» **DATASET ENTRIES**:
━━━━━━━━━━

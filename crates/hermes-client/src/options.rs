//! Per-call options.

use crate::retry::RetryPolicy;
use crate::tls::TlsPolicy;
use base64::Engine;
use bytes::Bytes;
use serde::Serialize;

pub use hermes_core::TENANT_HEADER;

/// Everything needed to make one outbound call.
///
/// Method and URL are kept as text and validated when the call starts, so a
/// malformed value fails before any attempt is made.
#[derive(Debug, Clone)]
pub struct HttpClientOptions {
    /// HTTP method, e.g. `"GET"`.
    pub method: String,
    /// Absolute `http` or `https` URL.
    pub url: String,
    /// Query parameters appended to the URL.
    pub query: Vec<(String, String)>,
    /// Extra request headers.
    pub headers: Vec<(String, String)>,
    /// Request body.
    pub body: Option<Bytes>,
    /// Retry policy for this call.
    pub retry: RetryPolicy,
    /// TLS policy for this call only. Builds a dedicated transport.
    pub tls: Option<TlsPolicy>,
}

impl HttpClientOptions {
    /// Creates options for the given method and URL with the default retry
    /// policy.
    pub fn new(method: impl Into<String>, url: impl Into<String>) -> Self {
        Self {
            method: method.into(),
            url: url.into(),
            query: Vec::new(),
            headers: Vec::new(),
            body: None,
            retry: RetryPolicy::default(),
            tls: None,
        }
    }

    /// A `GET` request.
    pub fn get(url: impl Into<String>) -> Self {
        Self::new("GET", url)
    }

    /// A `POST` request.
    pub fn post(url: impl Into<String>) -> Self {
        Self::new("POST", url)
    }

    /// A `PUT` request.
    pub fn put(url: impl Into<String>) -> Self {
        Self::new("PUT", url)
    }

    /// A `DELETE` request.
    pub fn delete(url: impl Into<String>) -> Self {
        Self::new("DELETE", url)
    }

    /// Appends a query parameter.
    #[must_use]
    pub fn query(mut self, key: impl Into<String>, value: impl Into<String>) -> Self {
        self.query.push((key.into(), value.into()));
        self
    }

    /// Adds a request header.
    #[must_use]
    pub fn header(mut self, name: impl Into<String>, value: impl Into<String>) -> Self {
        self.headers.push((name.into(), value.into()));
        self
    }

    /// Forwards a tenant tag.
    #[must_use]
    pub fn with_tenant(self, tenant: impl Into<String>) -> Self {
        self.header(TENANT_HEADER, tenant)
    }

    /// Sets HTTP Basic credentials.
    #[must_use]
    pub fn with_basic(self, username: &str, password: &str) -> Self {
        let credentials =
            base64::engine::general_purpose::STANDARD.encode(format!("{username}:{password}"));
        self.header(http::header::AUTHORIZATION.as_str(), format!("Basic {credentials}"))
    }

    /// Sets a bearer token.
    #[must_use]
    pub fn with_bearer(self, token: &str) -> Self {
        self.header(http::header::AUTHORIZATION.as_str(), format!("Bearer {token}"))
    }

    /// Asks for a JSON response.
    #[must_use]
    pub fn accept_json(self) -> Self {
        self.header(http::header::ACCEPT.as_str(), "application/json")
    }

    /// Sets a raw body.
    #[must_use]
    pub fn body(mut self, body: impl Into<Bytes>) -> Self {
        self.body = Some(body.into());
        self
    }

    /// Serializes `value` as the JSON body and sets the content type.
    pub fn with_json<T: Serialize + ?Sized>(self, value: &T) -> serde_json::Result<Self> {
        let body = serde_json::to_vec(value)?;
        Ok(self
            .header(http::header::CONTENT_TYPE.as_str(), "application/json")
            .body(body))
    }

    /// Sets the retry policy.
    #[must_use]
    pub fn retry(mut self, retry: RetryPolicy) -> Self {
        self.retry = retry;
        self
    }

    /// Uses a dedicated TLS policy for this call.
    #[must_use]
    pub fn tls(mut self, tls: TlsPolicy) -> Self {
        self.tls = Some(tls);
        self
    }
}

━━━━━━━━━━

Send back the whole listing, exactly as written.

» **ANSWER BOX**:
filename crates/hermes-client/src/options.rs
//! Per-call options.

use crate::retry::RetryPolicy;
use crate::tls::TlsPolicy;
use base64::Engine;
use bytes::Bytes;
use serde::Serialize;

pub use hermes_core::TENANT_HEADER;

/// Everything needed to make one outbound call.
///
/// Method and URL are kept as text and validated when the call starts, so a
/// malformed value fails before any attempt is made.
#[derive(Debug, Clone)]
pub struct HttpClientOptions {
    /// HTTP method, e.g. `"GET"`.
    pub method: String,
    /// Absolute `http` or `https` URL.
    pub url: String,
    /// Query parameters appended to the URL.
    pub query: Vec<(String, String)>,
    /// Extra request headers.
    pub headers: Vec<(String, String)>,
    /// Request body.
    pub body: Option<Bytes>,
    /// Retry policy for this call.
    pub retry: RetryPolicy,
    /// TLS policy for this call only. Builds a dedicated transport.
    pub tls: Option<TlsPolicy>,
}

impl HttpClientOptions {
    /// Creates options for the given method and URL with the default retry
    /// policy.
    pub fn new(method: impl Into<String>, url: impl Into<String>) -> Self {
        Self {
            method: method.into(),
            url: url.into(),
            query: Vec::new(),
            headers: Vec::new(),
            body: None,
            retry: RetryPolicy::default(),
            tls: None,
        }
    }

    /// A `GET` request.
    pub fn get(url: impl Into<String>) -> Self {
        Self::new("GET", url)
    }

    /// A `POST` request.
    pub fn post(url: impl Into<String>) -> Self {
        Self::new("POST", url)
    }

    /// A `PUT` request.
    pub fn put(url: impl Into<String>) -> Self {
        Self::new("PUT", url)
    }

    /// A `DELETE` request.
    pub fn delete(url: impl Into<String>) -> Self {
        Self::new("DELETE", url)
    }

    /// Appends a query parameter.
    #[must_use]
    pub fn query(mut self, key: impl Into<String>, value: impl Into<String>) -> Self {
        self.query.push((key.into(), value.into()));
        self
    }

    /// Adds a request header.
    #[must_use]
    pub fn header(mut self, name: impl Into<String>, value: impl Into<String>) -> Self {
        self.headers.push((name.into(), value.into()));
        self
    }

    /// Forwards a tenant tag.
    #[must_use]
    pub fn with_tenant(self, tenant: impl Into<String>) -> Self {
        self.header(TENANT_HEADER, tenant)
    }

    /// Sets HTTP Basic credentials.
    #[must_use]
    pub fn with_basic(self, username: &str, password: &str) -> Self {
        let credentials =
            base64::engine::general_purpose::STANDARD.encode(format!("{username}:{password}"));
        self.header(http::header::AUTHORIZATION.as_str(), format!("Basic {credentials}"))
    }

    /// Sets a bearer token.
    #[must_use]
    pub fn with_bearer(self, token: &str) -> Self {
        self.header(http::header::AUTHORIZATION.as_str(), format!("Bearer {token}"))
    }

    /// Asks for a JSON response.
    #[must_use]
    pub fn accept_json(self) -> Self {
        self.header(http::header::ACCEPT.as_str(), "application/json")
    }

    /// Sets a raw body.
    #[must_use]
    pub fn body(mut self, body: impl Into<Bytes>) -> Self {
        self.body = Some(body.into());
        self
    }

    /// Serializes `value` as the JSON body and sets the content type.
    pub fn with_json<T: Serialize + ?Sized>(self, value: &T) -> serde_json::Result<Self> {
        let body = serde_json::to_vec(value)?;
        Ok(self
            .header(http::header::CONTENT_TYPE.as_str(), "application/json")
            .body(body))
    }

    /// Sets the retry policy.
    #[must_use]
    pub fn retry(mut self, retry: RetryPolicy) -> Self {
        self.retry = retry;
        self
    }

    /// Uses a dedicated TLS policy for this call.
    #[must_use]
    pub fn tls(mut self, tls: TlsPolicy) -> Self {
        self.tls = Some(tls);
        self
    }
}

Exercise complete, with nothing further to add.